The TR also refers to a waflremote object, which is not currently being tracked by Harvest.

real forge
#

I've got fc_miss displaying now but it's not much by itself to help size the cache.

mellow fossil
mellow fossil
mellow fossil
#

@real forge Gentle reminder.

real forge
#

Thanks for the reminder - I've updated the comments in the issue. TL;DR: this isn't enough.

mellow fossil
#

Thanks @real forge We'll check and get back.

mellow fossil
real forge
mellow fossil
#

Thanks @real forge . We’ll do an implementation with this object and share with you for feedback.

mellow fossil
real forge
#

Thanks @mellow fossil. I've retired but passed this on to my colleague.

ancient spoke
#

congrats Ed!

strange path
#

Hi all, interested in this as well, from the docs it seems like this info is only available from the ZAPI, anything for the REST API?

mellow fossil
#

@strange path Yes, FlexCache performance metrics and dashboards are currently only available via ZAPI in Harvest. We have an open request here (https://github.com/NetApp/harvest/issues/2646) for this feature and are awaiting ONTAP to add it to the REST API, which Harvest can then utilize.

woven stump
#

sorry about re-animating this thead but i'm also very interested in flexcache metrics via rest api 🙂

ancient spoke
#

While you wait for ONTAP to add Flexcache rest performance metrics, you can always setup your poller to use Zapi for flexcache and Rest for everything else. Let us know if you want to do that and we can provide instructions

woven stump
#

yes would appreciate that 🙂

ancient spoke
#

which installation method are you using to install Harvest?

woven stump
#

we're running the latest version of nabox

#

well, version 4.0.9; I guess they released a new version yesterday

ancient spoke
#

thanks @woven stump let's try this. ssh into nabox and check which collectors your poller is using by running sudo vim /etc/nabox/harvest/harvest.yml you should see a section under the poller in question named collectors - can you copy/paste what you have listed under collectors?

#

To collect FlexCache metrics, you should change the list of collectors to this list in this order. Any object that is listed in both the rest/default.yaml and the zapi/defaut.yaml will use the collector that is listed first (in the example above, Rest). So for example, the Volume object is listed in both default.yaml templates, but only one of the collectors will be started and since Rest is listed first it will be the Rest:Volume collector. That means the order above will cause all objects that exist in both Rest and Zapi to load from Rest, but if the object only exists in Zapi (like FlexCache), it will still be loaded.
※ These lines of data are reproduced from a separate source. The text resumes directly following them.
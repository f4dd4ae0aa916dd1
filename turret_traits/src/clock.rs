use std::thread;
use std::time::{Duration, Instant};

/// Monotonic time source used to pace the control loop.
///
/// The control components themselves never read the clock; they receive `dt`.
/// Only the runner uses a `Clock` to hold the period and to spot overruns.
pub trait Clock {
    fn now(&self) -> Instant;
    fn sleep(&self, d: Duration);

    /// Time elapsed since `start`, saturating at zero.
    fn elapsed_since(&self, start: Instant) -> Duration {
        self.now().saturating_duration_since(start)
    }

    /// Sleep out whatever is left of `period` after `start`.
    /// Returns the overrun when the period was already exceeded.
    fn sleep_until_period_end(&self, start: Instant, period: Duration) -> Option<Duration> {
        let spent = self.elapsed_since(start);
        if spent > period {
            return Some(spent - period);
        }
        self.sleep(period - spent);
        None
    }
}

/// Wall-clock implementation backed by `std::time::Instant`.
#[derive(Debug, Default, Clone, Copy)]
pub struct MonotonicClock;

impl MonotonicClock {
    #[inline]
    pub fn new() -> Self {
        Self
    }
}

impl Clock for MonotonicClock {
    #[inline]
    fn now(&self) -> Instant {
        Instant::now()
    }

    #[inline]
    fn sleep(&self, d: Duration) {
        if d.is_zero() {
            return;
        }
        thread::sleep(d);
    }
}

/// Manually advanced clock for deterministic runner tests.
///
/// `sleep` advances time instead of blocking; `advance` simulates work done
/// inside a tick.
#[derive(Debug, Clone)]
pub struct ManualClock {
    origin: Instant,
    offset: std::sync::Arc<std::sync::Mutex<Duration>>,
}

impl Default for ManualClock {
    fn default() -> Self {
        Self::new()
    }
}

impl ManualClock {
    pub fn new() -> Self {
        Self {
            origin: Instant::now(),
            offset: std::sync::Arc::new(std::sync::Mutex::new(Duration::ZERO)),
        }
    }

    pub fn advance(&self, d: Duration) {
        if let Ok(mut off) = self.offset.lock() {
            *off = off.saturating_add(d);
        }
    }

    /// Total simulated time since construction.
    pub fn elapsed(&self) -> Duration {
        self.offset.lock().map(|g| *g).unwrap_or(Duration::ZERO)
    }
}

impl Clock for ManualClock {
    fn now(&self) -> Instant {
        self.origin + self.elapsed()
    }

    fn sleep(&self, d: Duration) {
        self.advance(d);
    }
}
//! The unified turret control loop (`TurretCore`).
//!
//! One `periodic(dt, cmd)` call runs the whole pipeline in a fixed order:
//! vision refresh, live tuning reads, aim or manual slewing, both axes,
//! flywheel, feed interlock, ball transfer, then the telemetry commit.

use std::sync::Arc;

use turret_traits::{PercentOutput, PositionActuator, Tuning, VelocityActuator, Vision};

use crate::aim::AimController;
use crate::axis::AxisController;
use crate::config::{FeederCfg, FlywheelCfg, GearedAxisConfig, TransferCfg};
use crate::error::Result;
use crate::feed::{FeedInterlock, FeederState};
use crate::flywheel::FlywheelController;
use crate::status::{AimMode, AxisTelemetry, FlywheelTelemetry, TurretCommand, TurretTelemetry};
use crate::transfer::{BallTransfer, TransferState};
use crate::tuning;

/// Unified core for both dynamic (boxed) and generic (static dispatch) variants.
pub struct TurretCore<P, V, O, Vi>
where
    P: PositionActuator,
    V: VelocityActuator,
    O: PercentOutput,
    Vi: Vision,
{
    pub(crate) azimuth: AxisController<P>,
    pub(crate) elevation: AxisController<P>,
    pub(crate) flywheel: FlywheelController<V>,
    pub(crate) feeder: FeedInterlock<O>,
    pub(crate) transfer: Option<BallTransfer<O>>,
    pub(crate) vision: Vi,
    pub(crate) aim: AimController,
    pub(crate) tuning: Arc<dyn Tuning + Send + Sync>,

    pub(crate) azimuth_cfg: GearedAxisConfig,
    pub(crate) elevation_cfg: GearedAxisConfig,
    pub(crate) flywheel_cfg: FlywheelCfg,
    pub(crate) feeder_cfg: FeederCfg,
    pub(crate) transfer_cfg: TransferCfg,

    pub(crate) last_mode: AimMode,
    pub(crate) ticks: u64,
    pub(crate) telemetry: TurretTelemetry,
}

impl<P, V, O, Vi> core::fmt::Debug for TurretCore<P, V, O, Vi>
where
    P: PositionActuator,
    V: VelocityActuator,
    O: PercentOutput,
    Vi: Vision,
{
    fn fmt(&self, f: &mut core::fmt::Formatter<'_>) -> core::fmt::Result {
        f.debug_struct("TurretCore")
            .field("azimuth", &self.azimuth)
            .field("elevation", &self.elevation)
            .field("flywheel", &self.flywheel)
            .field("feeder", &self.feeder.state())
            .field("ticks", &self.ticks)
            .finish()
    }
}

impl<P, V, O, Vi> TurretCore<P, V, O, Vi>
where
    P: PositionActuator,
    V: VelocityActuator,
    O: PercentOutput,
    Vi: Vision,
{
    /// One control period. On a hardware error the feeder is zeroed
    /// (best-effort) before the error is returned.
    pub fn periodic(&mut self, dt: f64, cmd: &TurretCommand) -> Result<TurretTelemetry> {
        match self.step(dt, cmd) {
            Ok(t) => Ok(t),
            Err(e) => {
                if let Err(stop_err) = self.feeder.idle() {
                    tracing::warn!(error = %stop_err, "feeder stop failed after tick error");
                }
                Err(e)
            }
        }
    }

    fn step(&mut self, dt: f64, cmd: &TurretCommand) -> Result<TurretTelemetry> {
        self.vision.refresh();
        let sample = self.vision.sample();

        let tuned_rpm = self
            .tuning
            .number(tuning::SHOOTER_VELOCITY_RPM, self.flywheel_cfg.default_rpm);
        let feeder_pct = self
            .tuning
            .number(tuning::FEEDER_OUTPUT_PERCENT, self.feeder_cfg.output_percent);
        let transfer_pct = self.tuning.number(
            tuning::TRANSFER_OUTPUT_PERCENT,
            self.transfer_cfg.output_percent,
        );
        self.azimuth.set_turn_rate(self.tuning.number(
            tuning::AZIMUTH_TURN_RATE,
            self.azimuth_cfg.default_turn_rate_deg_per_s,
        ));
        self.elevation.set_turn_rate(self.tuning.number(
            tuning::ELEVATION_TURN_RATE,
            self.elevation_cfg.default_turn_rate_deg_per_s,
        ));

        if !cmd.aim.same_kind(&self.last_mode) {
            tracing::info!(from = self.last_mode.name(), to = cmd.aim.name(), "aim mode");
            self.aim.reset();
            self.azimuth.reset();
            self.elevation.reset();
        }
        self.last_mode = cmd.aim;

        let az_now = self.azimuth.current_angle_deg()?;
        let el_now = self.elevation.current_angle_deg()?;

        match cmd.aim {
            AimMode::Hold => {
                self.azimuth.reset();
                self.elevation.reset();
            }
            AimMode::Manual {
                azimuth_rate,
                elevation_rate,
            } => {
                self.azimuth.set_rate(azimuth_rate);
                self.elevation.set_rate(elevation_rate);
            }
            AimMode::Auto => match self.aim.update(&sample, az_now, el_now) {
                Some(solution) => {
                    self.azimuth.set_absolute_target(solution.azimuth_deg);
                    self.elevation.set_absolute_target(solution.elevation_deg);
                }
                None => {
                    self.azimuth.reset();
                    self.elevation.reset();
                }
            },
        }

        self.azimuth.tick(dt)?;
        self.elevation.tick(dt)?;

        // The ballistic setpoint follows every auto tick, even while the
        // position path is holding on a lost target.
        if matches!(cmd.aim, AimMode::Auto) {
            let native = self.flywheel.ballistic_native(sample.ballistic_velocity_fps);
            self.flywheel.set_target_native(native)?;
        } else if cmd.fire {
            self.flywheel.set_target_rpm(tuned_rpm)?;
        } else {
            self.flywheel.stop()?;
        }
        let at_speed = self.flywheel.update()?;

        let feeder_state = if cmd.fire {
            self.feeder.tick(at_speed, feeder_pct)?
        } else {
            self.feeder.idle()?
        };

        let transfer_state = match self.transfer.as_mut() {
            Some(t) if cmd.fire => t.fire(transfer_pct)?,
            Some(t) => t.do_not_fire()?,
            None => TransferState::Idle,
        };

        self.ticks = self.ticks.saturating_add(1);
        self.telemetry = TurretTelemetry {
            tick: self.ticks,
            mode: cmd.aim.name(),
            vision_valid: sample.valid,
            azimuth: axis_telemetry(&self.azimuth),
            elevation: axis_telemetry(&self.elevation),
            flywheel: self.flywheel_telemetry(),
            feeder: feeder_state,
            transfer: transfer_state,
            shooting: cmd.fire,
            feeding: feeder_state == FeederState::Feeding,
        };
        tracing::trace!(
            tick = self.ticks,
            az_target = self.telemetry.azimuth.target_ticks,
            el_target = self.telemetry.elevation.target_ticks,
            at_speed,
            feeder = %feeder_state,
            "tick"
        );
        Ok(self.telemetry)
    }

    /// Mode-transition reset: zero both rates, empty the smoothing window,
    /// drop the held aim solution and stop the flywheel. Axis targets keep
    /// their last clamped values.
    pub fn reinitialize(&mut self) -> Result<()> {
        self.azimuth.reset();
        self.elevation.reset();
        self.aim.reset();
        self.flywheel.stop()?;
        tracing::info!(
            az_target = self.azimuth.target_position(),
            el_target = self.elevation.target_position(),
            "turret reinitialized"
        );
        Ok(())
    }

    /// Zero every output and hold position. Tries all stages and reports the
    /// first failure.
    pub fn safe_stop(&mut self) -> Result<()> {
        self.azimuth.reset();
        self.elevation.reset();
        let feeder = self.feeder.idle().map(|_| ());
        let transfer = match self.transfer.as_mut() {
            Some(t) => t.do_not_fire().map(|_| ()),
            None => Ok(()),
        };
        let flywheel = self.flywheel.stop();
        feeder.and(transfer).and(flywheel)
    }

    /// Snapshot of the last completed tick.
    pub fn telemetry(&self) -> TurretTelemetry {
        self.telemetry
    }

    pub fn ticks(&self) -> u64 {
        self.ticks
    }

    pub fn azimuth(&self) -> &AxisController<P> {
        &self.azimuth
    }

    pub fn elevation(&self) -> &AxisController<P> {
        &self.elevation
    }

    pub fn flywheel(&self) -> &FlywheelController<V> {
        &self.flywheel
    }

    pub fn aim(&self) -> &AimController {
        &self.aim
    }

    /// Drive an axis to an absolute angle outside of auto-aim (operator presets).
    pub fn set_absolute_targets(&mut self, azimuth_deg: f64, elevation_deg: f64) {
        self.azimuth.set_absolute_target(azimuth_deg);
        self.elevation.set_absolute_target(elevation_deg);
    }

    pub fn set_transfer_enabled(&mut self, enabled: bool) {
        if let Some(t) = self.transfer.as_mut() {
            t.set_enabled(enabled);
        }
    }

    fn flywheel_telemetry(&self) -> FlywheelTelemetry {
        let s = self.flywheel.state();
        let setpoint = s.setpoint_native.unwrap_or(0.0);
        FlywheelTelemetry {
            setpoint_native: setpoint,
            measured_native: s.measured_native,
            setpoint_rpm: self.flywheel.native_to_rpm(setpoint),
            measured_rpm: self.flywheel.native_to_rpm(s.measured_native),
            at_speed: s.at_speed,
        }
    }
}

fn axis_telemetry<P: PositionActuator>(axis: &AxisController<P>) -> AxisTelemetry {
    AxisTelemetry {
        target_ticks: axis.target_position(),
        target_deg: axis.target_deg(),
        commanded_ticks: axis.last_commanded(),
        measured_deg: axis.last_measured_deg(),
        clamped: axis.clamped(),
    }
}
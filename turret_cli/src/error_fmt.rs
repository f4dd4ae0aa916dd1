//! Human-readable error descriptions and structured JSON error formatting.

use turret_core::error::{BuildError, TurretError};

/// Map an eyre::Report to a human-readable explanation with likely causes and fix hints.
pub fn humanize(err: &eyre::Report) -> String {
    // Typed matches first
    if let Some(be) = err.downcast_ref::<BuildError>() {
        return match be {
            BuildError::MissingAxes => {
                "What happened: No azimuth/elevation actuators were provided to the turret.\nLikely causes: Axis drivers failed to initialize or were not wired into the builder.\nHow to fix: Pass both position actuators via with_axes(...).".to_string()
            }
            BuildError::MissingLauncher => {
                "What happened: No flywheel/feeder was provided to the turret.\nLikely causes: Launcher drivers failed to initialize or were not wired into the builder.\nHow to fix: Pass the flywheel and feeder via with_launcher(...).".to_string()
            }
            BuildError::MissingVision => {
                "What happened: No vision source was provided to the turret.\nLikely causes: The detector failed to start or was not wired into the builder.\nHow to fix: Pass a vision source via with_vision(...).".to_string()
            }
            BuildError::InvalidConfig(msg) => format!(
                "What happened: Invalid configuration ({msg}).\nLikely causes: Missing or out-of-range values in the TOML.\nHow to fix: Edit the config file, then rerun. See etc/turret_config.toml for a sample."
            ),
            BuildError::Units(e) => format!(
                "What happened: Axis or flywheel gearing is unusable ({e}).\nLikely causes: A zero gear ratio or ticks-per-revolution in the config.\nHow to fix: Set non-zero gearing in [azimuth], [elevation] and [flywheel]."
            ),
        };
    }

    if let Some(te) = err.downcast_ref::<TurretError>() {
        return match te {
            TurretError::Config(msg) if msg.contains("vision trace CSV must have headers") => {
                "Invalid headers in vision trace CSV. Expected 'valid,tx,ty,velocity_fps'.".to_string()
            }
            TurretError::Config(msg) => format!(
                "What happened: Configuration is invalid ({msg}).\nLikely causes: Missing sections, a typo in a key, or out-of-range values.\nHow to fix: Edit the TOML config (or the vision trace CSV) and try again."
            ),
            TurretError::Timeout => {
                "What happened: An actuator did not answer in time.\nLikely causes: Bus wiring, power, or a controller that is rebooting.\nHow to fix: Check the CAN/serial link and actuator power, then rerun.".to_string()
            }
            TurretError::Overrun(by) => format!(
                "What happened: A control tick overran its period by {by:?}.\nLikely causes: A loaded host or a period too short for this machine.\nHow to fix: Raise runner.period_ms, run with --rt, or set runner.overrun = \"warn\"."
            ),
            TurretError::Hardware(_) | TurretError::HardwareFault(_) => format!(
                "What happened: {te}.\nLikely causes: An actuator reported a fault or rejected a command.\nHow to fix: Inspect the actuator, clear the fault, and rerun with --log-level=debug for context."
            ),
        };
    }

    // Generic fallback
    let msg = err.to_string();
    let mut cause = String::new();
    if let Some(src) = err.source() {
        cause = format!(" Cause: {src}");
    }
    format!(
        "Something went wrong.{cause}\nHow to fix: Re-run with --log-level=debug for details. Original: {msg}"
    )
}

/// Stable exit codes: 2 config, 3 build, 4 overrun, 5 hardware, 1 anything else.
pub fn exit_code_for_error(err: &eyre::Report) -> i32 {
    if let Some(te) = err.downcast_ref::<TurretError>() {
        return match te {
            TurretError::Config(_) => 2,
            TurretError::Overrun(_) => 4,
            TurretError::Hardware(_) | TurretError::HardwareFault(_) | TurretError::Timeout => 5,
        };
    }
    if err.downcast_ref::<BuildError>().is_some() {
        return 3;
    }
    1
}

fn reason_name(err: &eyre::Report) -> &'static str {
    if let Some(te) = err.downcast_ref::<TurretError>() {
        return match te {
            TurretError::Config(_) => "Config",
            TurretError::Overrun(_) => "Overrun",
            TurretError::Timeout => "Timeout",
            TurretError::Hardware(_) => "Hardware",
            TurretError::HardwareFault(_) => "HardwareFault",
        };
    }
    if err.downcast_ref::<BuildError>().is_some() {
        return "Build";
    }
    "Error"
}

/// Structured JSON for errors when --json is enabled.
pub fn format_error_json(err: &eyre::Report) -> String {
    use serde_json::json;

    if let Some(TurretError::Overrun(by)) = err.downcast_ref::<TurretError>() {
        return json!({
            "reason": "Overrun",
            "details": { "overrun_us": by.as_micros() as u64 },
            "message": humanize(err),
        })
        .to_string();
    }
    json!({ "reason": reason_name(err), "message": humanize(err) }).to_string()
}

#[cfg(test)]
mod tests {
    use super::*;

    #[test]
    fn config_errors_exit_with_two() {
        let err = eyre::Report::new(TurretError::Config("missing field".into()));
        assert_eq!(exit_code_for_error(&err), 2);
        assert!(humanize(&err).contains("missing field"));
    }

    #[test]
    fn wrapped_hardware_error_keeps_its_code() {
        use eyre::WrapErr;
        let err: eyre::Result<()> =
            Err(eyre::Report::new(TurretError::Timeout)).wrap_err("control tick 3");
        let err = err.unwrap_err();
        assert_eq!(exit_code_for_error(&err), 5);
        let v: serde_json::Value = serde_json::from_str(&format_error_json(&err)).unwrap();
        assert_eq!(v["reason"], "Timeout");
    }

    #[test]
    fn build_errors_exit_with_three() {
        let err = eyre::Report::new(BuildError::MissingVision);
        assert_eq!(exit_code_for_error(&err), 3);
        assert!(humanize(&err).contains("with_vision"));
    }
}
After making the changes to /etc/nabox/harvest/harvest.yml save the file and restart the container by running dc restart havrest . Let it run for 5-10 minutes and then check the dashboard for metrics. If you don't see them collect a support bundle and upload it to https://upload.nabox.org/poja-qory-vopo

woven stump
#

Its in this order. I'm wondering if i am doing this wrong; i'm running this against the source. Maybe this should be run against the destination instead?